As , the value of the inequality should be negative so we can’t have a value of \[x \in \left( { - 1,2} \right)\] .
Put value \[\left( {2,3} \right)\] , \[x = \dfrac{5}{2}\] in the inequality , we get the value of inequality as :
\[\left( {\dfrac{5}{2} + 1} \right)\left( {\dfrac{5}{2} - 2} \right)\left( {\dfrac{5}{2} + 2} \right)\left( {\dfrac{5}{2} - 3} \right)\]
\[\left( {\dfrac{7}{2}} \right)\left( {\dfrac{1}{2}} \right)\left( {\dfrac{9}{2}} \right)\left( {\dfrac{{ - 1}}{2}} \right) < 0\]

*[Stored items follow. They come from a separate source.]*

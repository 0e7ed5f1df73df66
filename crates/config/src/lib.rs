//! Configuration loading, validation, and management for toolrelay.
//!
//! Loads configuration from `~/.toolrelay/config.toml` with environment
//! variable overrides. Validates all settings at startup.

use serde::{Deserialize, Serialize};
use std::path::{Path, PathBuf};

/// The root configuration structure.
///
/// Maps directly to `~/.toolrelay/config.toml`.
#[derive(Debug, Clone, Serialize, Deserialize)]
pub struct AppConfig {
    /// Model ids listed by `GET /v1/models`
    #[serde(default = "default_models")]
    pub models: Vec<String>,

    /// Gateway configuration
    #[serde(default)]
    pub gateway: GatewayConfig,

    /// Upstream service configuration
    #[serde(default)]
    pub upstream: UpstreamConfig,

    /// Context window configuration
    #[serde(default)]
    pub context: ContextConfig,

    /// Credential storage configuration
    #[serde(default)]
    pub credentials: CredentialsConfig,
}

fn default_models() -> Vec<String> {
    [
        "claude-opus-4-5",
        "claude-sonnet-4-5",
        "claude-haiku-4-5",
        "gpt-5",
        "gpt-4o",
        "o3",
        "gemini-2.5-pro",
        "grok-4",
        "deepseek-chat",
        "mistral-large-latest",
    ]
    .into_iter()
    .map(String::from)
    .collect()
}

#[derive(Debug, Clone, Serialize, Deserialize)]
pub struct GatewayConfig {
    #[serde(default = "default_port")]
    pub port: u16,

    #[serde(default = "default_host")]
    pub host: String,

    /// Upper bound on request bodies; long histories get large
    #[serde(default = "default_max_body_bytes")]
    pub max_body_bytes: usize,
}

fn default_port() -> u16 {
    8081
}
fn default_host() -> String {
    "127.0.0.1".into()
}
fn default_max_body_bytes() -> usize {
    32 * 1024 * 1024
}

impl Default for GatewayConfig {
    fn default() -> Self {
        Self {
            port: default_port(),
            host: default_host(),
            max_body_bytes: default_max_body_bytes(),
        }
    }
}

#[derive(Debug, Clone, Serialize, Deserialize)]
pub struct UpstreamConfig {
    #[serde(default = "default_endpoint")]
    pub endpoint: String,

    #[serde(default = "default_origin")]
    pub origin: String,

    #[serde(default = "default_origin")]
    pub referer: String,

    /// Overall deadline for one upstream call, generous enough for long generations
    #[serde(default = "default_timeout_secs")]
    pub timeout_secs: u64,

    /// Used when a request names no model
    #[serde(default = "default_model")]
    pub default_model: String,

    /// Model used when probing whether a credential works
    #[serde(default = "default_probe_model")]
    pub probe_model: String,

    #[serde(default = "default_interface")]
    pub interface: String,

    #[serde(default = "default_method")]
    pub method: String,

    /// Driver used when no prefix rule matches
    #[serde(default = "default_fallback_driver")]
    pub fallback_driver: String,

    /// Model prefix rules, first match wins
    #[serde(default = "default_drivers")]
    pub drivers: Vec<DriverRule>,
}

/// Maps every model id starting with `prefix` onto `driver`.
#[derive(Debug, Clone, PartialEq, Eq, Serialize, Deserialize)]
pub struct DriverRule {
    pub prefix: String,
    pub driver: String,
}

impl DriverRule {
    pub fn new(prefix: impl Into<String>, driver: impl Into<String>) -> Self {
        Self {
            prefix: prefix.into(),
            driver: driver.into(),
        }
    }
}

fn default_endpoint() -> String {
    "https://api.puter.com/drivers/call".into()
}
fn default_origin() -> String {
    "https://docs.puter.com".into()
}
fn default_timeout_secs() -> u64 {
    300
}
fn default_model() -> String {
    "claude-opus-4-5".into()
}
fn default_probe_model() -> String {
    "claude-sonnet-4-5".into()
}
fn default_interface() -> String {
    "puter-chat-completion".into()
}
fn default_method() -> String {
    "complete".into()
}
fn default_fallback_driver() -> String {
    "openrouter".into()
}
fn default_drivers() -> Vec<DriverRule> {
    let mut rules = vec![
        DriverRule::new("openrouter:", "openrouter"),
        DriverRule::new("togetherai:", "together-ai"),
        DriverRule::new("claude-", "claude"),
        DriverRule::new("gpt-", "openai-completion"),
        DriverRule::new("o1", "openai-completion"),
        DriverRule::new("o3", "openai-completion"),
        DriverRule::new("o4", "openai-completion"),
        DriverRule::new("gemini-", "gemini"),
        DriverRule::new("grok-", "xai"),
        DriverRule::new("deepseek-", "deepseek"),
    ];
    for prefix in [
        "mistral-",
        "ministral-",
        "open-mistral-",
        "pixtral-",
        "codestral-",
        "devstral-",
        "magistral-",
    ] {
        rules.push(DriverRule::new(prefix, "mistral"));
    }
    rules
}

impl Default for UpstreamConfig {
    fn default() -> Self {
        Self {
            endpoint: default_endpoint(),
            origin: default_origin(),
            referer: default_origin(),
            timeout_secs: default_timeout_secs(),
            default_model: default_model(),
            probe_model: default_probe_model(),
            interface: default_interface(),
            method: default_method(),
            fallback_driver: default_fallback_driver(),
            drivers: default_drivers(),
        }
    }
}

#[derive(Debug, Clone, Serialize, Deserialize)]
pub struct ContextConfig {
    /// Character budget for the system prompt plus retained turns
    #[serde(default = "default_max_chars")]
    pub max_chars: usize,
}

fn default_max_chars() -> usize {
    700_000
}

impl Default for ContextConfig {
    fn default() -> Self {
        Self {
            max_chars: default_max_chars(),
        }
    }
}

#[derive(Debug, Clone, Serialize, Deserialize)]
pub struct CredentialsConfig {
    /// "sqlite" or "memory"
    #[serde(default = "default_credential_backend")]
    pub backend: String,

    /// Database file; defaults to `~/.toolrelay/toolrelay.db`
    #[serde(default, skip_serializing_if = "Option::is_none")]
    pub db_path: Option<String>,
}

fn default_credential_backend() -> String {
    "sqlite".into()
}

impl Default for CredentialsConfig {
    fn default() -> Self {
        Self {
            backend: default_credential_backend(),
            db_path: None,
        }
    }
}

impl CredentialsConfig {
    /// The database path, falling back to the config directory.
    pub fn resolved_db_path(&self) -> String {
        match &self.db_path {
            Some(path) => path.clone(),
            None => AppConfig::config_dir()
                .join("toolrelay.db")
                .to_string_lossy()
                .into_owned(),
        }
    }
}

impl AppConfig {
    /// Load configuration from the default path (~/.toolrelay/config.toml).
    ///
    /// Environment overrides, highest priority first:
    /// - `TOOLRELAY_PORT`, then `PORT`
    /// - `TOOLRELAY_DB_PATH`, then `DB_PATH`
    /// - `TOOLRELAY_UPSTREAM`
    /// - `TOOLRELAY_MODEL`
    pub fn load() -> Result<Self, ConfigError> {
        let config_path = Self::config_dir().join("config.toml");
        let mut config = Self::load_from(&config_path)?;
        config.apply_env(|key| std::env::var(key).ok())?;
        config.validate()?;
        Ok(config)
    }

    /// Load configuration from a specific file path.
    pub fn load_from(path: &Path) -> Result<Self, ConfigError> {
        if !path.exists() {
            tracing::info!("No config file found at {}, using defaults", path.display());
            return Ok(Self::default());
        }

        let content = std::fs::read_to_string(path).map_err(|e| ConfigError::ReadError {
            path: path.to_path_buf(),
            reason: e.to_string(),
        })?;

        let config: Self = toml::from_str(&content).map_err(|e| ConfigError::ParseError {
            path: path.to_path_buf(),
            reason: e.to_string(),
        })?;

        config.validate()?;
        Ok(config)
    }

    /// Apply overrides from a variable lookup (the process environment in `load`).
    fn apply_env(&mut self, lookup: impl Fn(&str) -> Option<String>) -> Result<(), ConfigError> {
        if let Some(port) = lookup("TOOLRELAY_PORT").or_else(|| lookup("PORT")) {
            self.gateway.port = port
                .trim()
                .parse()
                .map_err(|_| ConfigError::ValidationError(format!("invalid port: {port}")))?;
        }

        if let Some(path) = lookup("TOOLRELAY_DB_PATH").or_else(|| lookup("DB_PATH")) {
            self.credentials.db_path = Some(path);
        }

        if let Some(endpoint) = lookup("TOOLRELAY_UPSTREAM") {
            self.upstream.endpoint = endpoint;
        }

        if let Some(model) = lookup("TOOLRELAY_MODEL") {
            self.upstream.default_model = model;
        }

        Ok(())
    }

    /// Get the configuration directory path.
    pub fn config_dir() -> PathBuf {
        dirs_home().join(".toolrelay")
    }

    /// Validate the configuration.
    fn validate(&self) -> Result<(), ConfigError> {
        if self.gateway.port == 0 {
            return Err(ConfigError::ValidationError("gateway.port must be non-zero".into()));
        }

        if self.context.max_chars == 0 {
            return Err(ConfigError::ValidationError("context.max_chars must be > 0".into()));
        }

        if self.upstream.timeout_secs == 0 {
            return Err(ConfigError::ValidationError(
                "upstream.timeout_secs must be > 0".into(),
            ));
        }

        if let Some(rule) = self
            .upstream
            .drivers
            .iter()
            .find(|r| r.prefix.is_empty() || r.driver.is_empty())
        {
            return Err(ConfigError::ValidationError(format!(
                "driver rule needs both prefix and driver (got prefix={:?}, driver={:?})",
                rule.prefix, rule.driver
            )));
        }

        match self.credentials.backend.as_str() {
            "sqlite" | "memory" => Ok(()),
            other => Err(ConfigError::ValidationError(format!(
                "unknown credentials.backend: {other}"
            ))),
        }
    }

    /// The socket address the gateway binds to.
    pub fn bind_addr(&self) -> String {
        format!("{}:{}", self.gateway.host, self.gateway.port)
    }

    /// Generate a default config TOML string (for `onboard` command).
    pub fn default_toml() -> String {
        let config = Self::default();
        toml::to_string_pretty(&config).unwrap_or_default()
    }
}

impl Default for AppConfig {
    fn default() -> Self {
        Self {
            models: default_models(),
            gateway: GatewayConfig::default(),
            upstream: UpstreamConfig::default(),
            context: ContextConfig::default(),
            credentials: CredentialsConfig::default(),
        }
    }
}

/// Get the user's home directory.
fn dirs_home() -> PathBuf {
    #[cfg(target_os = "windows")]
    {
        std::env::var("USERPROFILE")
            .map(PathBuf::from)
            .unwrap_or_else(|_| PathBuf::from("C:\\Users\\Default"))
    }
    #[cfg(not(target_os = "windows"))]
    {
        std::env::var("HOME")
            .map(PathBuf::from)
            .unwrap_or_else(|_| PathBuf::from("/tmp"))
    }
}

/// Configuration errors.
#[derive(Debug, thiserror::Error)]
pub enum ConfigError {
    #[error("Failed to read config file at {path}: {reason}")]
    ReadError { path: PathBuf, reason: String },

    #[error("Failed to parse config file at {path}: {reason}")]
    ParseError { path: PathBuf, reason: String },

    #[error("Configuration validation failed: {0}")]
    ValidationError(String),
}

The value obtained would be negative.
As , the value of the inequality should be negative so we can have a value of \[x \in \left( {2,3} \right)\] .
Put value \[\left( {3,\infty } \right)\] , \[x = 4\] in the inequality , we get the value of inequality as :
\[\left( {4 + 1} \right)\left( {4 - 2} \right)\left( {4 + 2} \right)\left( {4 - 3} \right)\]
\[\left( 5 \right)\left( 2 \right)\left( 6 \right)\left( 1 \right) > 0\]
The value obtained would be positive .
As , the value of the inequality should be negative so we can’t have a value of \[x \in \left( {3,\infty } \right)\] .
Hence , the solution of \[x\] from the inequality \[({x^2} - x - 1) \times ({x^2} - x - 7) < - 5\] is \[\left( { - 2, - 1} \right) \cup \left( {2,3} \right)\].

Note: We must take care about the sign and symbols of the inequality , as a slight change causes major errors in the solution . The solution of the range of the inequality states that each and every value which lies in that particular range satisfies the given equation . The round bracket \[\left( {} \right)\] in the value of the range states that the end elements I.e. \[ - 2\] , \[2\] , \[3\] and \[ - 1\] in this question will not satisfy the given expression whereas the square bracket \[\left[ {} \right]\] states that the end elements of the range will satisfy the given expression.